Travelers often treat jet lag as an unavoidable side effect of long-distance flights, but new insights drawn from NASA-linked circadian research suggest it is a problem of timing rather than endurance. The Forbes article explains that the body’s internal clock, or circadian rhythm, responds most strongly to light exposure, and the effectiveness of common advice depends entirely on when that exposure occurs.

NASA researchers, who study fatigue and performance in astronauts and aviation crews, emphasize that poorly timed light exposure can worsen jet lag rather than improve it. Light exposure in the early biological morning helps advance the body clock, making it easier to adapt when traveling east. Conversely, evening light delays the clock, which can help travelers heading west.

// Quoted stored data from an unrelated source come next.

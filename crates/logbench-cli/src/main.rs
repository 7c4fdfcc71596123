// Dweve Logbench - Serial vs. Parallel Log Analyzer Benchmark Pipeline
//
// Copyright (c) 2025 Dweve IP B.V. and individual contributors.
//
// SPDX-License-Identifier: Apache-2.0
//
// Licensed under the Apache License, Version 2.0 (the "License");
// you may not use this file except in compliance with the License.
// You may obtain a copy of the License in the LICENSE file at the
// root of this repository or at: http://www.apache.org/licenses/LICENSE-2.0
//
// Unless required by applicable law or agreed to in writing, software
// distributed under the License is distributed on an "AS IS" BASIS,
// WITHOUT WARRANTIES OR CONDITIONS OF ANY KIND, either express or implied.
// See the License for the specific language governing permissions and
// limitations under the License.

//! Logbench Command Line Interface
//!
//! Drives the benchmark pipeline end to end, or one stage at a time.
//!
//! # Examples
//!
//! ```bash
//! # Full pipeline: generate corpora, build + run the analyzer, render charts
//! logbench
//!
//! # Generate the workload corpora only
//! logbench generate
//!
//! # Run the analyzer and capture the raw artifact only
//! logbench bench --no-build
//!
//! # Re-render charts from an existing artifact
//! logbench render --results-dir results
//! ```

mod commands;

use clap::{Parser, Subcommand};
use logbench::PipelineConfig;
use std::path::PathBuf;
use std::process::ExitCode;
use tracing_subscriber::EnvFilter;

/// Serial vs. parallel log analyzer benchmark pipeline.
#[derive(Parser)]
#[command(name = "logbench")]
#[command(author, version, about = "Serial vs. parallel log analyzer benchmark pipeline", long_about = None)]
struct Cli {
    /// Project root the analyzer runs in; all other paths resolve under it
    #[arg(long, global = true, default_value = ".")]
    project_root: PathBuf,

    /// Corpus directory, relative to the project root
    #[arg(long, global = true, default_value = "data")]
    data_dir: PathBuf,

    /// Results directory, relative to the project root
    #[arg(long, global = true, default_value = "results")]
    results_dir: PathBuf,

    /// Reference thread count for the ideal speedup and efficiency lines
    #[arg(long, global = true, default_value_t = 4)]
    threads: u32,

    /// Skip the analyzer build step
    #[arg(long, global = true)]
    no_build: bool,

    /// Emit the run summary as JSON after the narration
    #[arg(long, global = true)]
    json: bool,

    #[command(subcommand)]
    command: Option<Commands>,
}

#[derive(Subcommand)]
enum Commands {
    /// Run the full pipeline (the default when no subcommand is given)
    Run,
    /// Generate the workload corpora only
    Generate,
    /// Run the external analyzer and capture the raw artifact only
    Bench,
    /// Parse an existing artifact and render all three charts
    Render,
}

impl Cli {
    fn to_config(&self) -> PipelineConfig {
        let mut config = PipelineConfig::new(&self.project_root)
            .with_data_dir(&self.data_dir)
            .with_results_dir(&self.results_dir)
            .with_thread_count(self.threads);
        if self.no_build {
            config = config.without_build();
        }
        config
    }
}

fn main() -> ExitCode {
    tracing_subscriber::fmt()
        .with_env_filter(EnvFilter::from_default_env())
        .with_writer(std::io::stderr)
        .init();

    let cli = Cli::parse();
    let config = cli.to_config();

    let ok = match cli.command.as_ref().unwrap_or(&Commands::Run) {
        Commands::Run => commands::run_full(&config, cli.json),
        Commands::Generate => commands::generate(&config),
        Commands::Bench => commands::bench(&config),
        Commands::Render => commands::render(&config),
    };

    if ok {
        ExitCode::SUCCESS
    } else {
        ExitCode::FAILURE
    }
}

The key insight is that the same stimulus can produce opposite effects depending on timing, making generic advice unreliable.

The article highlights that jet lag stems from a mismatch between internal biological timing and the external environment. This misalignment disrupts sleep, alertness, digestion, and cognitive performance, as the body’s systems fall out of sync. NASA’s work treats this as a systems-level coordination problem, where multiple biological clocks across organs must realign, not just sleep patterns alone.

Practical strategies emerging from this research focus on preemptive adjustment. Travelers can shift sleep schedules before departure, control light exposure during and after flights, and time meals to reinforce the new schedule. The emphasis is on gradual synchronization rather than forcing immediate adaptation.

Another key takeaway is that individual variability matters. Chronotype, travel direction, and the number of time zones crossed all influence recovery time. Eastward travel is typically harder because it requires advancing the body clock, which is less natural than delaying it.

The broader implication is that jet lag can be managed more effectively by aligning behavior with circadian biology. NASA’s research reframes the problem from fatigue management to precise biological timing, offering travelers a more targeted and scientifically grounded path to faster recovery.